Based on the pleadings, the motions and responses, and the applicable law, this court grants the NASP's motion for permissive intervention and denies the Rapid Settlements motion to dismiss or to require the joinder of additional parties. The reasons are explained below.

I. Background

This lawsuit concerns the funding and administration of primary and secondary structured settlement markets. When a structured settlement is used to settle a personal injury claim, the settling plaintiff contracts to exchange his tort claim in return for a promise by the defendant (or the defendant's insurer) to make future payments. The defendant usually assigns its obligation to make future payments to a third party, which funds the payment obligation by purchasing an annuity from a life insurance company. The market for transactions originating structured settlements to settle tort claims is referred to as the "primary market." The plaintiffs allege that they participate in the primary market for structured settlements. Symetra Assigned Benefits Service Company accepts assignments from settling defendants to make settlement payments. Symetra Life Insurance Company sells annuities to Symetra Assigned Benefits Service Company to finance the payment obligations.
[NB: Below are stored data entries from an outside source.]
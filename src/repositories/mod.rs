//! Repositories module - persistence of trips, clients and enrollments
//!
//! The services only see the [`TripStore`] / [`EnrollmentTx`] traits. Two
//! backends implement them:
//! - [`MySqlStore`]: the production store on top of a `sqlx` MySQL pool
//! - [`MemoryStore`]: an in-process store with the same constraints, used by
//!   the tests and for running without a database

// ************************* NOTE ON SQLX ************************* //

/*
   Queries use the runtime checked `sqlx::query_as::<_, Entity>(..)` with
   `#[derive(sqlx::FromRow)]` entities instead of the `query_as!` macros, so
   the crate builds without a live DATABASE_URL.
   Pick the fetch method by the number of rows:
   None          .execute(..)         INSERT/UPDATE/DELETE
   Zero or One   .fetch_optional(..)  Option<Entity>
   Exactly One   .fetch_one(..)       aggregates such as COUNT(*)
   Multiple      .fetch_all(..)       Vec<Entity>
   Inside a transaction pass `&mut *tx` as executor instead of the pool.
*/

pub mod error;
pub mod memory;
pub mod mysql;
pub mod traits;

pub use error::StoreError;
pub use memory::MemoryStore;
pub use mysql::MySqlStore;
pub use traits::{EnrollmentTx, TripStore};
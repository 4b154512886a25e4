//! Store traits
//!
//! `TripStore` is the read side used by the listing plus the entry point of
//! enrollment transactions. `EnrollmentTx` is one open transaction: every
//! read and write goes through it and nothing is visible to others until
//! `commit`. Dropping a transaction without committing rolls it back.

use super::StoreError;
use crate::dtos::{CreateClientDTO, CreateClientTripDTO};
use crate::entities::{Client, ClientTrip, Trip, TripCountry, TripParticipant};
use crate::trips::PageRequest;
use async_trait::async_trait;

#[async_trait]
pub trait TripStore: Send + Sync {
    /// Number of trips in the store
    async fn count_trips(&self) -> Result<i64, StoreError>;

    /// One page of trips ordered by `date_from` descending, ties broken by
    /// `id_trip` descending
    ///
    /// # Arguments
    /// * `page` - must not be empty, see [`PageRequest::is_empty`]
    async fn trips_page(&self, page: PageRequest) -> Result<Vec<Trip>, StoreError>;

    /// Countries of the given trips, ordered by trip then `id_country`
    async fn countries_of(&self, trip_ids: &[i32]) -> Result<Vec<TripCountry>, StoreError>;

    /// Clients enrolled in the given trips, ordered by trip, then registration
    /// time, then `id_client`
    async fn participants_of(&self, trip_ids: &[i32])
    -> Result<Vec<TripParticipant>, StoreError>;

    /// Opens a new enrollment transaction
    async fn begin(&self) -> Result<Box<dyn EnrollmentTx>, StoreError>;
}

#[async_trait]
pub trait EnrollmentTx: Send {
    async fn find_client_by_pesel(&mut self, pesel: &str) -> Result<Option<Client>, StoreError>;

    async fn find_enrollment(
        &mut self,
        id_client: i32,
        id_trip: i32,
    ) -> Result<Option<ClientTrip>, StoreError>;

    async fn find_trip(&mut self, id_trip: i32) -> Result<Option<Trip>, StoreError>;

    /// Inserts a client; a taken pesel fails with [`StoreError::UniqueViolation`]
    async fn insert_client(&mut self, data: &CreateClientDTO) -> Result<Client, StoreError>;

    /// Inserts an enrollment; an existing (client, trip) pair fails with
    /// [`StoreError::UniqueViolation`]
    async fn insert_enrollment(
        &mut self,
        data: &CreateClientTripDTO,
    ) -> Result<ClientTrip, StoreError>;

    async fn commit(self: Box<Self>) -> Result<(), StoreError>;
}
//! Enrollment errors

use crate::repositories::StoreError;

#[derive(Debug, thiserror::Error)]
pub enum EnrollmentError {
    #[error("Client is already assigned to this trip")]
    DuplicateEnrollment,

    #[error("Trip with id:{0} does not exist")]
    TripNotFound(i32),

    #[error(transparent)]
    Storage(#[from] StoreError),
}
Rapid Settlements participates in the secondary market by purchasing future payment streams from plaintiffs who have entered into structured settlement agreements. In the secondary market, companies such as Rapid Settlements purchase all or part of a tort plaintiff's contractual promise to receive future payments in return for a lump-sum payment, a secured loan, or another type of benefit. Companies that provide these "liquidity options" to tort claimants are referred to as funding companies. Many states, including Texas, have enacted "protection" statutes to regulate secondary market transfers of structured settlements. These structured settlement transfer statutes generally require written disclosures and explanations of the nature of the transaction and require court approval. The Texas transfer statute requires that before a secondary market transaction can occur, a court must approve the transfer by finding that it is in the best interest of the payee, that the payee has been advised in writing to seek independent professional advice regarding the transfer, and that the transfer does not violate any applicable statute or order of any court or other governmental authority. TEX. CIV. PRAC. REM. CODE §§ 141.001, 141.004. The purpose of the statutes is to protect the claimant/payee from overreaching by funding companies and to ensure that the decision to give up future payment streams in exchange for a present benefit is an informed decision.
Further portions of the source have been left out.